To be a charity your organisation must have charitable purposes only. It cannot have some purposes that are charitable and some that are not (legal requirement)
The Charities Act 2011 defines a charitable purpose, explicitly, as one that falls within 13 descriptions of purposes and is for the public benefit.
There is no automatic presumption that an organisation with a stated aim that falls within one of the descriptions of purposes is charitable. This has to be demonstrated in each case.
Purposes that cannot be charitable purposes
Your organisation’s purpose cannot be a charitable purpose if it does not fall within the descriptions of purposes and is not for the public benefit, including if it is:
- a political purpose
- unlawful or against public policy
- intended to serve a non-charitable purpose
The 13 descriptions and more detailed information can be found here
A person is disqualified from acting as a charity trustee or holding a senior management position within a charity, if certain legal disqualification reasons apply to them.
From 1 August 2018 changes to the automatic disqualification rules mean there will be more restrictions on who can run a charity.
You will need to check that your trustees, Chief Executive Officer and Financial Directors will not be disqualified from acting in these positions after the 1 August 2018.
Your charity should have systems in place so that it can make sure people who are already in a trustee or senior manager position have not become disqualified in the period since they were appointed.

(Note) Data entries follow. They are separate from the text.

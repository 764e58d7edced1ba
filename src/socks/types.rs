//! SOCKS5 type definitions
//!
//! Defines the core enums carried inside SOCKS5 wire messages.

use super::consts::*;
use crate::error::DecodeError;
use std::fmt;
use std::net::SocketAddr;

/// SOCKS5 command types
#[derive(Debug, Clone, Copy, PartialEq, Eq, Hash)]
pub enum SocksCommand {
    /// TCP CONNECT - establish a TCP connection to target
    TcpConnect,
    /// TCP BIND - wait for incoming connection (not implemented)
    TcpBind,
    /// UDP ASSOCIATE - establish UDP relay
    UdpAssociate,
}

impl SocksCommand {
    /// Parse a command byte into SocksCommand
    pub fn from_byte(byte: u8) -> Option<Self> {
        match byte {
            SOCKS5_CMD_TCP_CONNECT => Some(SocksCommand::TcpConnect),
            SOCKS5_CMD_TCP_BIND => Some(SocksCommand::TcpBind),
            SOCKS5_CMD_UDP_ASSOCIATE => Some(SocksCommand::UdpAssociate),
            _ => None,
        }
    }

    /// Convert SocksCommand to byte
    pub fn to_byte(self) -> u8 {
        match self {
            SocksCommand::TcpConnect => SOCKS5_CMD_TCP_CONNECT,
            SocksCommand::TcpBind => SOCKS5_CMD_TCP_BIND,
            SocksCommand::UdpAssociate => SOCKS5_CMD_UDP_ASSOCIATE,
        }
    }
}

impl fmt::Display for SocksCommand {
    fn fmt(&self, f: &mut fmt::Formatter<'_>) -> fmt::Result {
        match self {
            SocksCommand::TcpConnect => write!(f, "CONNECT"),
            SocksCommand::TcpBind => write!(f, "BIND"),
            SocksCommand::UdpAssociate => write!(f, "UDP ASSOCIATE"),
        }
    }
}

/// Authentication method codes
///
/// Any byte is a legal method code on the wire; only `NoAuthRequired`
/// is ever selected by this implementation.
#[derive(Debug, Clone, Copy, PartialEq, Eq, Hash)]
pub enum AuthMethod {
    /// No authentication required
    NoAuthRequired,
    /// GSSAPI
    Gssapi,
    /// Username/password
    UsernamePassword,
    /// No acceptable methods (server reply only)
    NoneAcceptable,
    /// IANA-assigned or private method
    Other(u8),
}

impl AuthMethod {
    /// Convert to SOCKS5 method byte
    pub fn to_byte(self) -> u8 {
        match self {
            AuthMethod::NoAuthRequired => SOCKS5_AUTH_METHOD_NONE,
            AuthMethod::Gssapi => SOCKS5_AUTH_METHOD_GSSAPI,
            AuthMethod::UsernamePassword => SOCKS5_AUTH_METHOD_PASSWORD,
            AuthMethod::NoneAcceptable => SOCKS5_AUTH_METHOD_NOT_ACCEPTABLE,
            AuthMethod::Other(byte) => byte,
        }
    }

    /// Parse from SOCKS5 method byte
    pub fn from_byte(byte: u8) -> Self {
        match byte {
            SOCKS5_AUTH_METHOD_NONE => AuthMethod::NoAuthRequired,
            SOCKS5_AUTH_METHOD_GSSAPI => AuthMethod::Gssapi,
            SOCKS5_AUTH_METHOD_PASSWORD => AuthMethod::UsernamePassword,
            SOCKS5_AUTH_METHOD_NOT_ACCEPTABLE => AuthMethod::NoneAcceptable,
            other => AuthMethod::Other(other),
        }
    }
}

/// The ATYP field of an address message
#[derive(Debug, Clone, Copy, PartialEq, Eq, Hash)]
pub enum AddressType {
    /// 4-byte IPv4 address
    Ipv4,
    /// Length-prefixed domain name (recognized, never decoded)
    DomainName,
    /// 16-byte IPv6 address
    Ipv6,
}

impl AddressType {
    /// Parse an ATYP byte
    pub fn from_byte(byte: u8) -> Result<Self, DecodeError> {
        match byte {
            SOCKS5_ADDR_TYPE_IPV4 => Ok(AddressType::Ipv4),
            SOCKS5_ADDR_TYPE_DOMAIN => Ok(AddressType::DomainName),
            SOCKS5_ADDR_TYPE_IPV6 => Ok(AddressType::Ipv6),
            other => Err(DecodeError::UnknownAddressType(other)),
        }
    }

    /// Convert to ATYP byte
    pub fn to_byte(self) -> u8 {
        match self {
            AddressType::Ipv4 => SOCKS5_ADDR_TYPE_IPV4,
            AddressType::DomainName => SOCKS5_ADDR_TYPE_DOMAIN,
            AddressType::Ipv6 => SOCKS5_ADDR_TYPE_IPV6,
        }
    }

    /// Address type used to carry `addr`
    pub fn of(addr: &SocketAddr) -> Self {
        match addr {
            SocketAddr::V4(_) => AddressType::Ipv4,
            SocketAddr::V6(_) => AddressType::Ipv6,
        }
    }

    /// Length of the address payload, `None` when it is not fixed
    pub fn payload_len(self) -> Option<usize> {
        match self {
            AddressType::Ipv4 => Some(IPV4_ADDR_LEN),
            AddressType::Ipv6 => Some(IPV6_ADDR_LEN),
            AddressType::DomainName => None,
        }
    }
}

This can be done by asking them to sign a fresh declaration (at reasonable intervals) to confirm that they are not disqualified so that the signed declarations you periodically ask for:
- are received from both trustees and any relevant senior managers
- request confirmation that they are not disqualified under the automatic disqualification rules
More detailed information can be found by clicking here
It is a legal requirement that trustees of registered charities must report each year in their trustees’ annual report on how they have carried out their charity’s purposes for the public benefit. Trustees of smaller registered charities (where gross income does not exceed £500,000) must report on public benefit by:
• including a brief summary setting out the main activities undertaken by the charity to carry out its charitable purposes for the public benefit
• including a statement as to whether they have complied with their duty to have due regard to the commission’s public benefit guidance when exercising any powers or duties to which the guidance is relevant
Public benefit reporting, when done well, can be an effective tool for trustees as it helps a charity to
• stay focused on what their charity is there to achieve (its purposes) when planning activities
• demonstrate what their charity does and the value of its work, particularly when applying for grant funding or fundraising
• link with impact reporting and demonstrating the charity’s transparency and accountability
• improve the overall quality of reporting on the charity’s work
More details can be found here
By law, you have a duty of care to protect your charity’s assets and resources. Depending on what your charity does, you can buy insurance to protect its money, property and reputation.
Examples of types of insurance that might be needed to cover a charity’s property against loss or damage are:
- buildings insurance
- contents insurance
- event insurance
Examples of types of insurance that might be needed to cover against a charity’s third party liabilities are:
- professional indemnity insurance
- public liability insurance
Charities that employ staff are required by law to buy employers’ liability insurance. Charities that own or operate motor vehicles are required by law to buy motor insurance.
For insurance purposes, charities are advised to treat volunteers in the same way as they do their employees and to ensure that they are covered by the usual types of insurance a charity might buy, such as employers’ liability or public liability cover.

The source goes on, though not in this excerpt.